_Problem requirements_. Write out the entries below exactly. End with the line that contains "where each question".
*** Begin section ***
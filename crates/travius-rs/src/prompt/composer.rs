//! Renders the system instructions sent upstream.
//!
//! Every function here is pure: same inputs, same text.

use crate::Message;

use super::builder::SystemPromptBuilder;
use super::modes::{FALLBACK_INSTRUCTION, ThinkingMode};

/// Fixed user instruction that accompanies a composed system instruction.
pub const USER_INSTRUCTION: &str = "Respond in the format described above.";

/// Placeholder rendered when the conversation log is empty.
pub const EMPTY_LOG: &str = "(no prior turns)";

const ADVISOR_PREAMBLE: &str = "\
You are an AI advisor who thinks in structures.

You move back and forth between the abstract and the concrete to rebuild meaning. \
You treat events and friction points as structured relationships, stay aware of \
where each question sits in a hierarchy of thought, use abstraction to organize \
concepts and concreteness to look for applications, and can jump to a different \
context without losing the thread.";

const OUTPUT_ORDER: &str = "\
Good questions deepen in this order:
- Structure: break the situation into elements, relationships, and background conditions.
- Essence: from that structure, surface the abstract meaning, such as habits of \
judgement, values, or mismatched assumptions.
- Expansion: use that meaning to re-pose the question in another context, for other \
people, or for the future.";

const QUALITY_BAR: &str = "\
A question is satisfying when:
- the path between abstract and concrete is smooth, with no unexplained leaps;
- it carries an essence the reader could apply to their own situation;
- it leaves room to think instead of asserting a conclusion;
- it gives a sense of structural clarity or discovery.";

const HYPOTHESIS_PROFILES: &str = "\
When forming a starting hypothesis, lean on one of four profiles, formed by an \
internal or external origin crossed with a structural or symbolic reading:
- Internal × Structural: clarify inner causes and decision criteria.
- Internal × Symbolic: dig into meaning through feelings, memories, and metaphors.
- External × Structural: reason from social background and relationship structures.
- External × Symbolic: read the symbolic meaning behind events and remarks.";

const TASK: &str = "\
Based on the assistant's previous reply below, compose the one question the user \
should send to the assistant next: a question that goes one step further and \
deepens their thinking.";

const CONSTRAINTS: &str = "\
- Word the question so a person could send it to the assistant as-is: clear and approachable.
- Never address the user directly.
- Output exactly one question for the assistant, in a single sentence.";

const OUTPUT_FORMAT: &str = "\
Output JSON only, as exactly one object with a single string field named \"prompt\":

{
  \"prompt\": \"(the one-sentence question for the assistant)\"
}

Detect the language used in the assistant's previous reply and write the question \
in that language. If languages are mixed, use the one used most.";

/// Render the conversation log as a numbered list in input order.
///
/// ```
/// use travius::prompt::render_dialog;
///
/// let lines = vec!["hello".to_string(), "how are you".to_string()];
/// assert_eq!(render_dialog(&lines), "turn 1: hello\nturn 2: how are you");
/// assert_eq!(render_dialog(&[]), "(no prior turns)");
/// ```
pub fn render_dialog(dialog: &[String]) -> String {
    if dialog.is_empty() {
        return EMPTY_LOG.to_string();
    }
    dialog
        .iter()
        .enumerate()
        .map(|(idx, line)| format!("turn {}: {line}", idx + 1))
        .collect::<Vec<_>>()
        .join("\n")
}

fn mode_section(mode: Option<ThinkingMode>) -> String {
    match mode {
        Some(mode) => format!(
            "Use mode {} for this question.\n{}\nFollowing this mode, compose one deep, \
             structured question to send back to the assistant next.",
            mode.selector(),
            mode.instruction()
        ),
        None => FALLBACK_INSTRUCTION.to_string(),
    }
}

/// Build the system instruction for follow-up question generation.
///
/// Never fails: an absent mode uses the generic fallback fragment and an
/// empty log renders a placeholder.
pub fn compose(dialog: &[String], last_reply: &str, mode: Option<ThinkingMode>) -> String {
    SystemPromptBuilder::new(ADVISOR_PREAMBLE)
        .section("How Output Unfolds", OUTPUT_ORDER)
        .section("Quality Bar", QUALITY_BAR)
        .section("Hypothesis Profiles", HYPOTHESIS_PROFILES)
        .section("Thinking Mode", mode_section(mode))
        .section("Task", TASK)
        .section("Constraints", CONSTRAINTS)
        .section("Output Format", OUTPUT_FORMAT)
        .section("Conversation Log", render_dialog(dialog))
        .section("Previous Assistant Reply", last_reply)
        .build()
}

/// A request to rework a question produced earlier.
#[derive(Debug, Clone, PartialEq, Eq)]
pub struct Refinement {
    pub previous_prompt: String,
    pub supplement: Option<String>,
}

/// Layer a refinement request on top of a composed instruction.
///
/// The base instruction, including its thinking mode, stays intact; the
/// refinement adds the earlier question and optional extra guidance.
pub fn refine(base: String, refinement: &Refinement) -> String {
    let supplement = refinement
        .supplement
        .as_deref()
        .map(str::trim)
        .filter(|s| !s.is_empty());

    SystemPromptBuilder::new(base)
        .section(
            "Refinement",
            format!(
                "A question was already produced for this conversation:\n{}\n\n\
                 Improve on it instead of repeating it. Keep the output format above.",
                refinement.previous_prompt.trim()
            ),
        )
        .section_opt("Additional Guidance", supplement)
        .build()
}

/// Messages for the `/suggest` relay.
///
/// With `gpt_reply`, the suggestion builds on the assistant's last answer;
/// without it, the prompt is restyled on its own. `talce` is the requested
/// talking style.
pub fn suggestion_messages(prompt: &str, talce: &str, gpt_reply: Option<&str>) -> Vec<Message> {
    let base = SystemPromptBuilder::new(
        "You help a user write the next message they will send to an AI assistant.",
    )
    .section("Talking Style", talce.trim())
    .section(
        "Task",
        "Rewrite the user's draft so it keeps its intent, reads naturally in the \
         talking style above, and is ready to send as-is. Reply with the rewritten \
         message only, in the language of the draft.",
    );

    let system = match gpt_reply.map(str::trim).filter(|r| !r.is_empty()) {
        Some(reply) => base
            .section(
                "Context",
                "The draft answers the assistant reply below. Make the rewritten \
                 message follow on from it.",
            )
            .section("Previous Assistant Reply", reply)
            .build(),
        None => base.build(),
    };

    vec![Message::system(system), Message::user(prompt)]
}

/// System and user instructions for the thinking-level classifier.
pub fn classification_instruction(question: &str) -> (String, String) {
    let labels = ThinkingMode::ALL
        .iter()
        .map(|m| format!("- \"{}\"", m.label()))
        .collect::<Vec<_>>()
        .join("\n");

    let system = SystemPromptBuilder::new(
        "You classify a question by the kind of thinking it asks for.",
    )
    .section("Categories", labels)
    .section(
        "Output Format",
        "Output JSON only, as exactly one object: {\"level\": \"<one category above>\"}",
    )
    .build();

    (system, format!("Question:\n{question}"))
}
*** End section ***
_Answer to this exercise_.
filename crates/travius-rs/src/prompt/composer.rs
//! Renders the system instructions sent upstream.
//!
//! Every function here is pure: same inputs, same text.

use crate::Message;

use super::builder::SystemPromptBuilder;
use super::modes::{FALLBACK_INSTRUCTION, ThinkingMode};

/// Fixed user instruction that accompanies a composed system instruction.
pub const USER_INSTRUCTION: &str = "Respond in the format described above.";

/// Placeholder rendered when the conversation log is empty.
pub const EMPTY_LOG: &str = "(no prior turns)";

const ADVISOR_PREAMBLE: &str = "\
You are an AI advisor who thinks in structures.

You move back and forth between the abstract and the concrete to rebuild meaning. \
You treat events and friction points as structured relationships, stay aware of \
where each question sits in a hierarchy of thought, use abstraction to organize \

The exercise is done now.